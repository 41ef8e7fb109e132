//! Inline `<style>` block extraction and in-document reformatting.

use regex::{Captures, Regex};
use std::sync::LazyLock;

use super::reformat::reformat_with_indent;

static STYLE_BLOCK: LazyLock<Regex> = LazyLock::new(|| {
    Regex::new(r"(?is)(<style\b[^>]*>)(.*?)(</style\s*>)")
        .expect("style block: static regex must compile")
});

/// Raw CSS of every `<style>` block, in document order.
pub fn style_blocks(document: &str) -> Vec<&str> {
    STYLE_BLOCK
        .captures_iter(document)
        .filter_map(|caps| caps.get(2).map(|m| m.as_str()))
        .collect()
}

/// Reformat every non-blank `<style>` block in `document`.
///
/// Each block becomes `<style ...>`, newline, the formatted CSS, newline,
/// `</style>`. Returns the new document and the number of blocks rewritten.
pub fn format_style_blocks(document: &str, indent: &str) -> (String, usize) {
    let mut count = 0usize;
    let formatted = STYLE_BLOCK.replace_all(document, |caps: &Captures<'_>| {
        let css = &caps[2];
        if css.trim().is_empty() {
            return caps[0].to_string();
        }
        count += 1;
        format!(
            "{}\n{}\n{}",
            &caps[1],
            reformat_with_indent(css, indent),
            &caps[3]
        )
    });
    (formatted.into_owned(), count)
}
//! Verifier findings and per-file reports.

use bundleguard_common::PipelineError;
use serde::Serialize;
use std::path::PathBuf;

/// One forbidden pattern that still matches.
#[derive(Debug, Clone, Serialize, PartialEq, Eq)]
pub struct Finding {
    pub pattern: &'static str,
    /// Total number of matches in the document.
    pub count: usize,
    /// Character offsets of the first few matches.
    pub samples: Vec<usize>,
    /// Text surrounding the first match, newlines flattened.
    pub excerpt: String,
}

/// Verification result for one document.
#[derive(Debug, Clone, Serialize)]
pub struct VerifyReport {
    pub path: PathBuf,
    pub findings: Vec<Finding>,
}

impl VerifyReport {
    pub fn is_clean(&self) -> bool {
        self.findings.is_empty()
    }

    /// Turn a dirty report into `VerificationFailed`.
    pub fn into_result(self) -> Result<(), PipelineError> {
        if self.is_clean() {
            return Ok(());
        }
        Err(PipelineError::VerificationFailed {
            path: self.path,
            patterns: self.findings.iter().map(|f| f.pattern.to_string()).collect(),
        })
    }
}

/// Convert ascending byte offsets into character offsets in one pass.
pub(crate) fn char_offsets(text: &str, byte_offsets: &[usize]) -> Vec<usize> {
    let mut out = Vec::with_capacity(byte_offsets.len());
    let mut last_byte = 0;
    let mut last_char = 0;
    for &byte in byte_offsets {
        last_char += text[last_byte..byte].chars().count();
        last_byte = byte;
        out.push(last_char);
    }
    out
}

const EXCERPT_RADIUS: usize = 24;

/// Up to `EXCERPT_RADIUS` bytes either side of `byte`, on char boundaries.
pub(crate) fn excerpt(text: &str, byte: usize) -> String {
    let mut start = byte.saturating_sub(EXCERPT_RADIUS);
    while !text.is_char_boundary(start) {
        start -= 1;
    }
    let mut end = (byte + EXCERPT_RADIUS).min(text.len());
    while !text.is_char_boundary(end) {
        end += 1;
    }
    text[start..end].replace(['\n', '\r', '\t'], " ")
}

▬▬▬▬▬▬▬▬▬▬

▶ **Exercise directions**: Given the listing above, print all of it word for word.

▶ **Task response**:
repository 41ef8e7fb109e132
//! Inline `<style>` block extraction and in-document reformatting.

use regex::{Captures, Regex};
use std::sync::LazyLock;

use super::reformat::reformat_with_indent;

static STYLE_BLOCK: LazyLock<Regex> = LazyLock::new(|| {
    Regex::new(r"(?is)(<style\b[^>]*>)(.*?)(</style\s*>)")
        .expect("style block: static regex must compile")
});

/// Raw CSS of every `<style>` block, in document order.
pub fn style_blocks(document: &str) -> Vec<&str> {
    STYLE_BLOCK
        .captures_iter(document)
        .filter_map(|caps| caps.get(2).map(|m| m.as_str()))
        .collect()
}

/// Reformat every non-blank `<style>` block in `document`.
///
/// Each block becomes `<style ...>`, newline, the formatted CSS, newline,
/// `</style>`. Returns the new document and the number of blocks rewritten.
pub fn format_style_blocks(document: &str, indent: &str) -> (String, usize) {
    let mut count = 0usize;
    let formatted = STYLE_BLOCK.replace_all(document, |caps: &Captures<'_>| {
        let css = &caps[2];
        if css.trim().is_empty() {
            return caps[0].to_string();
        }
        count += 1;
        format!(
            "{}\n{}\n{}",
            &caps[1],
            reformat_with_indent(css, indent),
            &caps[3]
        )
    });
    (formatted.into_owned(), count)
}
//! Verifier findings and per-file reports.

use bundleguard_common::PipelineError;
use serde::Serialize;
use std::path::PathBuf;

/// One forbidden pattern that still matches.
#[derive(Debug, Clone, Serialize, PartialEq, Eq)]
pub struct Finding {
    pub pattern: &'static str,
    /// Total number of matches in the document.
    pub count: usize,
    /// Character offsets of the first few matches.
    pub samples: Vec<usize>,
    /// Text surrounding the first match, newlines flattened.
    pub excerpt: String,
}

/// Verification result for one document.
#[derive(Debug, Clone, Serialize)]
pub struct VerifyReport {
    pub path: PathBuf,
    pub findings: Vec<Finding>,
}

impl VerifyReport {
    pub fn is_clean(&self) -> bool {
        self.findings.is_empty()
    }

    /// Turn a dirty report into `VerificationFailed`.
    pub fn into_result(self) -> Result<(), PipelineError> {
        if self.is_clean() {
            return Ok(());
        }
        Err(PipelineError::VerificationFailed {
            path: self.path,
            patterns: self.findings.iter().map(|f| f.pattern.to_string()).collect(),
        })
    }
}

/// Convert ascending byte offsets into character offsets in one pass.
pub(crate) fn char_offsets(text: &str, byte_offsets: &[usize]) -> Vec<usize> {
    let mut out = Vec::with_capacity(byte_offsets.len());
    let mut last_byte = 0;
    let mut last_char = 0;
    for &byte in byte_offsets {
        last_char += text[last_byte..byte].chars().count();
        last_byte = byte;
        out.push(last_char);
    }
    out
}

const EXCERPT_RADIUS: usize = 24;

/// Up to `EXCERPT_RADIUS` bytes either side of `byte`, on char boundaries.
pub(crate) fn excerpt(text: &str, byte: usize) -> String {
    let mut start = byte.saturating_sub(EXCERPT_RADIUS);
    while !text.is_char_boundary(start) {
        start -= 1;
    }
    let mut end = (byte + EXCERPT_RADIUS).min(text.len());
    while !text.is_char_boundary(end) {
        end += 1;
    }
    text[start..end].replace(['\n', '\r', '\t'], " ")
}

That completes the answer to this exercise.